Les investisseurs s'inquiètent aussi du temps qu'il faudra avant que le plan soit vraiment sur les rails. On parle de quelques semaines, un mois peut-être.

Entre-temps, ce sont non seulement les banques qui étouffent, mais aussi les municipalités qui ne peuvent emprunter pour financer leurs affaires courantes.

Les entreprises aussi éprouvent des difficultés à se procurer des liquidités alors que rien dans la gamme de mesures lancées par la Fed ou par le Trésor ne peut leur être utile à court terme.

«Il est probable que nous soyons dans l'oeil de l'ouragan, juge François Barrière, vice-président développement des affaires, marchés internationaux à la Banque Laurentienne. On vient de passer la moitié du problème.»

1100 milliards $USValeur des dépôts assurés aux États-Unis par le Federal Deposit Insurance Corp (FDIC).

140 à 200 milliards $US

Indemnités versées par le FDIC d'ici la fin de la crise financière, selon une étude de l'Université d'État de la Louisiane.

1%

Proportion des 8500 banques américaines figurant sur la liste noire de la FDIC.

426

Nombre de banques et de caisses d'épargne aux prises avec des «problèmes majeurs» aux États-Unis, selon Bauer Financial.
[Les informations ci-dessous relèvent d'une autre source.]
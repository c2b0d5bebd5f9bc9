//! Built-in combiners for terminal reductions.
//!
//! A [`CombineFn`] packages the reduce contract (create / add / merge) together
//! with a final projection, so a single value can drive both scalar terminals
//! (`MapReducer::combine`) and per-key terminals (`MapAggregator::combine`):
//!
//! - [`Count`] -- number of values.
//! - [`Sum<T>`] -- sum of values.
//! - [`AverageF64`] -- arithmetic mean as `f64` (`NaN` when empty).
//! - [`WeightedAverage`] -- mean of [`WeightedValue`]s.
//! - [`DistinctSet<T>`] / [`DistinctCount<T>`] -- distinct values and their count.
//! - [`Collect<T>`] -- every value, in no particular order.
//! - [`ApproxQuantiles<V>`] / [`ApproxMedian<V>`] -- t-digest based estimates.
//!
//! Every combiner must keep `merge` associative with `create()` as its neutral
//! element; results are merged in whatever order cells and partitions finish.

mod basic;
mod collect;
mod distinct;
mod quantiles;
mod statistical;

pub use basic::{Count, Sum};
pub use collect::Collect;
pub use distinct::{DistinctCount, DistinctSet};
pub use quantiles::{ApproxMedian, ApproxQuantiles, TDigest};
pub use statistical::{AverageF64, WeightedAverage, WeightedValue};

/// A reusable reduction from values `V` over an accumulator `A` to an output `O`.
pub trait CombineFn<V, A, O>: Send + Sync + 'static {
    fn create(&self) -> A;
    fn add_input(&self, acc: &mut A, v: V);
    fn merge(&self, acc: &mut A, other: A);
    fn finish(&self, acc: A) -> O;
}
//! Keyed queries.
//!
//! A [`MapAggregator<R, U, X>`] is a [`MapReducer`] whose values travel together
//! with an aggregation key `U`. Terminals fold one accumulator per key and
//! return a `BTreeMap<U, _>`. Keys listed as zero-fill (every query instant for
//! timestamp aggregation, every region for geometry aggregation) appear in the
//! result with the empty accumulator even when nothing mapped to them.
//!
//! Chaining another `aggregate_by*` call nests the keys into a
//! [`CombinedIndex`]. A nested result is filled with the cartesian product of
//! every level's keys, where a level's keys are its zero-fill list plus the
//! keys observed on that level.

use crate::combiners::{
    ApproxMedian, ApproxQuantiles, AverageF64, Collect, CombineFn, Count, DistinctCount,
    DistinctSet, Sum, WeightedAverage, WeightedValue,
};
use crate::error::Result;
use crate::mapreducer::{MapReducer, ResultStream};
use crate::splitter::GeometrySplitter;
use crate::step::Step;
use crate::timestamps::TimestampMs;
use crate::type_token::Data;
use crate::view::View;
use geo::MultiPolygon;
use serde::{Deserialize, Serialize};
use std::collections::btree_map::Entry;
use std::collections::{BTreeMap, BTreeSet, HashSet};
use std::fmt::Debug;
use std::hash::Hash;
use std::ops::Add;
use std::sync::Arc;

/// Bound for aggregation keys.
pub trait Key: Ord + Clone + Debug + Send + Sync + 'static {}
impl<T> Key for T where T: Ord + Clone + Debug + Send + Sync + 'static {}

/// Two-level aggregation key.
#[derive(Clone, Debug, PartialEq, Eq, PartialOrd, Ord, Hash, Serialize, Deserialize)]
pub struct CombinedIndex<U, V> {
    pub first: U,
    pub second: V,
}

impl<U, V> CombinedIndex<U, V> {
    #[must_use]
    pub const fn new(first: U, second: V) -> Self {
        Self { first, second }
    }

    /// Regroup a combined-key result as `first -> second -> value`.
    #[must_use]
    pub fn nest<A>(result: BTreeMap<Self, A>) -> BTreeMap<U, BTreeMap<V, A>>
    where
        U: Ord,
        V: Ord,
    {
        let mut nested: BTreeMap<U, BTreeMap<V, A>> = BTreeMap::new();
        for (key, value) in result {
            nested.entry(key.first).or_default().insert(key.second, value);
        }
        nested
    }
}

impl<U, V> From<(U, V)> for CombinedIndex<U, V> {
    fn from((first, second): (U, V)) -> Self {
        Self::new(first, second)
    }
}

fn cartesian<U: Key, V: Key>(left: &BTreeSet<U>, right: &BTreeSet<V>) -> BTreeSet<CombinedIndex<U, V>> {
    left.iter()
        .flat_map(|u| right.iter().map(move |v| CombinedIndex::new(u.clone(), v.clone())))
        .collect()
}

/// Keys a result must hold, given the keys that were observed.
type FillFn<U> = Arc<dyn Fn(&BTreeSet<U>) -> BTreeSet<U> + Send + Sync>;

fn level_fill<U: Key>(declared: impl IntoIterator<Item = U>) -> FillFn<U> {
    let declared: BTreeSet<U> = declared.into_iter().collect();
    Arc::new(move |observed: &BTreeSet<U>| declared.union(observed).cloned().collect::<BTreeSet<U>>())
}

fn nested_fill<U: Key, V: Key>(outer: FillFn<U>, inner: FillFn<V>) -> FillFn<CombinedIndex<U, V>> {
    Arc::new(move |observed: &BTreeSet<CombinedIndex<U, V>>| {
        let firsts: BTreeSet<U> = observed.iter().map(|k| k.first.clone()).collect();
        let seconds: BTreeSet<V> = observed.iter().map(|k| k.second.clone()).collect();
        cartesian(&outer(&firsts), &inner(&seconds))
    })
}

/// A query whose values carry an aggregation key `U`.
pub struct MapAggregator<R: View, U: Key, X> {
    inner: MapReducer<R, (U, X)>,
    fill: FillFn<U>,
}

impl<R: View, U: Key, X> Clone for MapAggregator<R, U, X> {
    fn clone(&self) -> Self {
        Self {
            inner: self.inner.clone(),
            fill: Arc::clone(&self.fill),
        }
    }
}

impl<R: View, U: Key> MapAggregator<R, U, R> {
    /// Further split by sub-region; keys become `(U, region)`.
    pub fn aggregate_by_geometry<V, G, I>(
        &self,
        regions: I,
    ) -> Result<MapAggregator<R, CombinedIndex<U, V>, R>>
    where
        V: Key,
        G: Into<MultiPolygon<f64>>,
        I: IntoIterator<Item = (V, G)>,
    {
        self.inner.require_ungrouped("aggregate_by_geometry")?;
        let splitter = Arc::new(GeometrySplitter::new(regions));
        let fill = nested_fill(Arc::clone(&self.fill), level_fill(splitter.keys()));
        let split = self.inner.with_step(Step::flat_map(move |(u, r): (U, R)| {
            Ok(r.split_by(&splitter)
                .into_iter()
                .map(|(v, piece)| (CombinedIndex::new(u.clone(), v), piece))
                .collect::<Vec<_>>())
        }));
        Ok(MapAggregator { inner: split, fill })
    }
}

impl<R: View, U: Key, X: Data> MapAggregator<R, U, X> {
    pub(crate) fn new(inner: MapReducer<R, (U, X)>, zerofill: Vec<U>) -> Self {
        Self {
            inner,
            fill: level_fill(zerofill),
        }
    }

    /// Every key a result holds when `observed` keys received values.
    fn filled_keys(&self, observed: impl Iterator<Item = U>) -> BTreeSet<U> {
        let observed: BTreeSet<U> = observed.collect();
        (self.fill)(&observed)
    }

    #[must_use]
    pub fn map<Y, F>(&self, f: F) -> MapAggregator<R, U, Y>
    where
        Y: Data,
        F: Fn(&X) -> Y + Send + Sync + 'static,
    {
        MapAggregator {
            inner: self.inner.with_step(Step::map(move |(u, x): (U, X)| Ok((u, f(&x))))),
            fill: Arc::clone(&self.fill),
        }
    }

    #[must_use]
    pub fn flat_map<Y, F>(&self, f: F) -> MapAggregator<R, U, Y>
    where
        Y: Data,
        F: Fn(&X) -> Vec<Y> + Send + Sync + 'static,
    {
        MapAggregator {
            inner: self.inner.with_step(Step::flat_map(move |(u, x): (U, X)| {
                Ok(f(&x).into_iter().map(|y| (u.clone(), y)).collect::<Vec<_>>())
            })),
            fill: Arc::clone(&self.fill),
        }
    }

    #[must_use]
    pub fn filter<F>(&self, f: F) -> Self
    where
        F: Fn(&X) -> bool + Send + Sync + 'static,
    {
        Self {
            inner: self.inner.with_step(Step::filter(move |(_, x): &(U, X)| f(x))),
            fill: Arc::clone(&self.fill),
        }
    }

    /// Nest a further key derived from each value.
    #[must_use]
    pub fn aggregate_by<V, F>(&self, f: F) -> MapAggregator<R, CombinedIndex<U, V>, X>
    where
        V: Key,
        F: Fn(&X) -> V + Send + Sync + 'static,
    {
        self.aggregate_by_with_zerofill(f, Vec::new())
    }

    #[must_use]
    pub fn aggregate_by_with_zerofill<V, F>(
        &self,
        f: F,
        zerofill: impl IntoIterator<Item = V>,
    ) -> MapAggregator<R, CombinedIndex<U, V>, X>
    where
        V: Key,
        F: Fn(&X) -> V + Send + Sync + 'static,
    {
        let keyed = self.inner.with_step(Step::map(move |(u, x): (U, X)| {
            let v = f(&x);
            Ok((CombinedIndex::new(u, v), x))
        }));
        MapAggregator {
            inner: keyed,
            fill: nested_fill(Arc::clone(&self.fill), level_fill(zerofill)),
        }
    }

    /// Nest the query instant as a further key.
    pub fn aggregate_by_timestamp(&self) -> Result<MapAggregator<R, CombinedIndex<U, TimestampMs>, X>> {
        self.inner.require_ungrouped("aggregate_by_timestamp")?;
        let timestamps = self.inner.required_timestamps()?;
        let instants = R::zerofill_timestamps(&timestamps);
        let keyed = self.inner.with_step(Step::root_map(move |root: &R, (u, x): (U, X)| {
            Ok((CombinedIndex::new(u, root.timestamp_key(&timestamps)?), x))
        }));
        Ok(MapAggregator {
            inner: keyed,
            fill: nested_fill(Arc::clone(&self.fill), level_fill(instants)),
        })
    }

    /// Per-key fold with a reduce triple.
    pub fn reduce<S, I, A, C>(&self, identity: I, accumulator: A, combiner: C) -> Result<BTreeMap<U, S>>
    where
        S: Data,
        I: Fn() -> S + Send + Sync + 'static,
        A: Fn(S, X) -> S + Send + Sync + 'static,
        C: Fn(S, S) -> S + Send + Sync + 'static,
    {
        let identity = Arc::new(identity);
        let seed = Arc::clone(&identity);
        let mut result = self.inner.reduce(
            BTreeMap::<U, S>::new,
            move |mut acc, (u, x)| {
                let state = acc.remove(&u).unwrap_or_else(|| seed());
                acc.insert(u, accumulator(state, x));
                acc
            },
            move |mut a, b| {
                for (u, s) in b {
                    let merged = match a.remove(&u) {
                        Some(existing) => combiner(existing, s),
                        None => s,
                    };
                    a.insert(u, merged);
                }
                a
            },
        )?;
        for key in self.filled_keys(result.keys().cloned()) {
            result.entry(key).or_insert_with(|| identity());
        }
        Ok(result)
    }

    /// Per-key fold with a [`CombineFn`].
    pub fn combine<C, A, O>(&self, combiner: C) -> Result<BTreeMap<U, O>>
    where
        C: CombineFn<X, A, O>,
        A: Data,
    {
        let c = Arc::new(combiner);
        let (add, merge) = (Arc::clone(&c), Arc::clone(&c));
        let accs = self.inner.reduce(
            BTreeMap::<U, A>::new,
            move |mut acc, (u, x)| {
                let slot = acc.entry(u).or_insert_with(|| add.create());
                add.add_input(slot, x);
                acc
            },
            move |mut a, b| {
                for (u, s) in b {
                    match a.entry(u) {
                        Entry::Occupied(mut o) => merge.merge(o.get_mut(), s),
                        Entry::Vacant(v) => {
                            v.insert(s);
                        }
                    }
                }
                a
            },
        )?;
        let mut result: BTreeMap<U, O> = accs.into_iter().map(|(u, a)| (u, c.finish(a))).collect();
        for key in self.filled_keys(result.keys().cloned()) {
            result.entry(key).or_insert_with(|| c.finish(c.create()));
        }
        Ok(result)
    }

    pub fn count(&self) -> Result<BTreeMap<U, u64>> {
        self.combine(Count)
    }

    pub fn collect(&self) -> Result<BTreeMap<U, Vec<X>>> {
        self.combine(Collect::new())
    }

    pub fn uniq(&self) -> Result<BTreeMap<U, HashSet<X>>>
    where
        X: Eq + Hash,
    {
        self.combine(DistinctSet::new())
    }

    pub fn count_uniq(&self) -> Result<BTreeMap<U, u64>>
    where
        X: Eq + Hash,
    {
        self.combine(DistinctCount::new())
    }

    pub fn sum(&self) -> Result<BTreeMap<U, X>>
    where
        X: Add<Output = X> + Default,
    {
        self.combine(Sum::new())
    }

    pub fn average(&self) -> Result<BTreeMap<U, f64>>
    where
        X: Into<f64>,
    {
        self.combine(AverageF64)
    }

    pub fn estimated_median(&self) -> Result<BTreeMap<U, f64>>
    where
        X: Into<f64>,
    {
        self.combine(ApproxMedian::default())
    }

    pub fn estimated_quantiles(&self, qs: &[f64]) -> Result<BTreeMap<U, Vec<f64>>>
    where
        X: Into<f64>,
    {
        self.combine(ApproxQuantiles::new(qs.to_vec()))
    }

    /// Pull `(key, value)` pairs one by one.
    pub fn stream(&self) -> Result<ResultStream<(U, X)>> {
        self.inner.stream()
    }
}

impl<R: View, U: Key> MapAggregator<R, U, WeightedValue> {
    pub fn weighted_average(&self) -> Result<BTreeMap<U, f64>> {
        self.combine(WeightedAverage)
    }
}

#[cfg(test)]
mod tests {
    use super::*;

    #[test]
    fn nest_splits_combined_keys() {
        let mut flat = BTreeMap::new();
        flat.insert(CombinedIndex::new("a", 1), 10);
        flat.insert(CombinedIndex::new("a", 2), 20);
        flat.insert(CombinedIndex::new("b", 1), 30);
        let nested = CombinedIndex::nest(flat);
        assert_eq!(nested.len(), 2);
        assert_eq!(nested["a"][&2], 20);
        assert_eq!(nested["b"].len(), 1);
    }

    #[test]
    fn cartesian_product_covers_every_pair() {
        let keys = cartesian(&BTreeSet::from([1, 2]), &BTreeSet::from(["x", "y", "z"]));
        assert_eq!(keys.len(), 6);
        assert_eq!(keys.first(), Some(&CombinedIndex::new(1, "x")));
        assert_eq!(keys.last(), Some(&CombinedIndex::new(2, "z")));
    }

    #[test]
    fn nested_fill_uses_observed_keys_per_level() {
        let fill = nested_fill(level_fill(Vec::<&str>::new()), level_fill([100, 200, 300]));
        let observed = BTreeSet::from([CombinedIndex::new("way", 200), CombinedIndex::new("node", 100)]);
        let keys = fill(&observed);
        assert_eq!(keys.len(), 6);
        assert!(keys.contains(&CombinedIndex::new("way", 100)));
        assert!(keys.contains(&CombinedIndex::new("node", 300)));

        let outer = nested_fill(fill, level_fill(["a"]));
        assert_eq!(outer(&BTreeSet::new()).len(), 0);
    }
}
Hausse de taux hypothécairesLa difficulté pour les banques à obtenir du crédit justifie, selon TD Canada Trust, une hausse de ses prêts hypothécaires à taux variable. L'augmentation, annoncée en fin de journée hier, s'applique dès aujourd'hui. Elle est de 1%. «Bien que TD Canada Trust s'efforce de ne pas transmettre les hausses de taux à ses clients, écrit l'institution dans un communiqué, ce changement reflète les coûts sans cesse croissants du financement dans l'environnement économique actuel.»

Outre les prêts hypothécaires, les lignes de crédit à taux variables sur la valeur d'une maison sont aussi en hausse de 1%. Au moment de mettre sous presse, TD Canada Trust était la seule institution à avoir fait une telle annonce. - S.P.